**Data to examine:**
★ ★ ★ ★ ★

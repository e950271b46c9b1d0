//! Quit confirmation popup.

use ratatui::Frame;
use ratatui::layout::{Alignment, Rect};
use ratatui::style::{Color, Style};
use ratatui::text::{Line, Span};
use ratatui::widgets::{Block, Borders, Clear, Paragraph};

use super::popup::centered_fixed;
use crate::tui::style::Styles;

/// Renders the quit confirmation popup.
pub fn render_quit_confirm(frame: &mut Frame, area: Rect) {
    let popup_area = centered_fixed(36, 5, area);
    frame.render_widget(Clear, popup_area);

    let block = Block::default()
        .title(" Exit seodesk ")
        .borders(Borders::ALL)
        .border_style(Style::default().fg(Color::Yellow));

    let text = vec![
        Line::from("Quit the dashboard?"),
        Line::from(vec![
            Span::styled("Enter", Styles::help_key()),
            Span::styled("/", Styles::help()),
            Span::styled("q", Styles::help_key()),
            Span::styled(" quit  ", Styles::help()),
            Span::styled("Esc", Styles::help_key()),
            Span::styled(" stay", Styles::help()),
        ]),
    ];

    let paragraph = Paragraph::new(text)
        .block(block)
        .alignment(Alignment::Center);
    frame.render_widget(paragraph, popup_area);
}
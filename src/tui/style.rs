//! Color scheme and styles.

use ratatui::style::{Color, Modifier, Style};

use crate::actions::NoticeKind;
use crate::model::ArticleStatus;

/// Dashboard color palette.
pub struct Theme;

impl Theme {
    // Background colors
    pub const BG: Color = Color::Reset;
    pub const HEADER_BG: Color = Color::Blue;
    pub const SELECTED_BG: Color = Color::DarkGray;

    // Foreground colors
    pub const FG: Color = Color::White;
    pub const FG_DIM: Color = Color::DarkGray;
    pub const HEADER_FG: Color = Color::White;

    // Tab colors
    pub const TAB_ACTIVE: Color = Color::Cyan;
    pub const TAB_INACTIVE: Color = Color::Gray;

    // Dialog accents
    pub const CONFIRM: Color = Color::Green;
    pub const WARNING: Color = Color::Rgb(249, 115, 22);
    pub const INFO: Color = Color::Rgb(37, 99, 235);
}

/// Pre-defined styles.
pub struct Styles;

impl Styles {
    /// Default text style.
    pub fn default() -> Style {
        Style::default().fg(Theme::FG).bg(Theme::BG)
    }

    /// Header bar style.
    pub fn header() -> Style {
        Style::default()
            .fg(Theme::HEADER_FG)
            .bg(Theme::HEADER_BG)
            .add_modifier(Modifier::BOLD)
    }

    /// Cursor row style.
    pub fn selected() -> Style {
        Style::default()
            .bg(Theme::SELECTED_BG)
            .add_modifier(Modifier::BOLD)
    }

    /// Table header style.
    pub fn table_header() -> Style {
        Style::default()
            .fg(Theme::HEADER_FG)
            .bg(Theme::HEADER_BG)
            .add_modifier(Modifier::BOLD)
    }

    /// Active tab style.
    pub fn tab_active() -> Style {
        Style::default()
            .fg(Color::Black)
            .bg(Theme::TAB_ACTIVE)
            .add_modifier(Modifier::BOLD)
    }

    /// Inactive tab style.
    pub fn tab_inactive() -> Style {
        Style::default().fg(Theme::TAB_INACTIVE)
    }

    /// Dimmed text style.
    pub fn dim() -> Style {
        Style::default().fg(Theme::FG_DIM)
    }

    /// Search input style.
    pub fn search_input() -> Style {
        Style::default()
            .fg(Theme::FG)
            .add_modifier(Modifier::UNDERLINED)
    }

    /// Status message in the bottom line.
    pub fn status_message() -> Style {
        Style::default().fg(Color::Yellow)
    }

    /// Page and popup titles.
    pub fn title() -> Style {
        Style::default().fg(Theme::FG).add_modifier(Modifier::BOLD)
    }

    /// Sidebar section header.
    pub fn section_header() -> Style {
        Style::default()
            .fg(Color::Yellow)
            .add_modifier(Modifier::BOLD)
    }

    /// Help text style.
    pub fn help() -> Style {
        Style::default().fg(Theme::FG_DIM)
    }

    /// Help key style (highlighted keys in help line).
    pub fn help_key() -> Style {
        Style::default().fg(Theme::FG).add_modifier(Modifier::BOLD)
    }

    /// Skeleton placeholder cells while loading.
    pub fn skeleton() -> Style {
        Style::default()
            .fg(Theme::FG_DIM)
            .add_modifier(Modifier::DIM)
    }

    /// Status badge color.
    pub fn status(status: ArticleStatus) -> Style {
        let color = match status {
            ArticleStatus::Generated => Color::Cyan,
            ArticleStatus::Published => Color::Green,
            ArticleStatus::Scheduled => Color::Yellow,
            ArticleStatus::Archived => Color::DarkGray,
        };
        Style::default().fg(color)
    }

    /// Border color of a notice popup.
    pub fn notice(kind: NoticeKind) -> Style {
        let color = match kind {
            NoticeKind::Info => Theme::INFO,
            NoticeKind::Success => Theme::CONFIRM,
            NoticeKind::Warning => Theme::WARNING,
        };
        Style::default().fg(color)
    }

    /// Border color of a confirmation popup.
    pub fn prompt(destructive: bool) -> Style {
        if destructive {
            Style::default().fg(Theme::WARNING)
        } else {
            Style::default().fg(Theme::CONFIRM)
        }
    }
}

★ ★ ★ ★ ★

**What the exercise asks:** Exact copies of the lines from the one containing "a confirmation popup." through the end of the listing, both included, are the only thing wanted.

**Answer below:**
    /// Border color of a confirmation popup.
    pub fn prompt(destructive: bool) -> Style {
        if destructive {
            Style::default().fg(Theme::WARNING)
        } else {
            Style::default().fg(Theme::CONFIRM)
        }
    }
}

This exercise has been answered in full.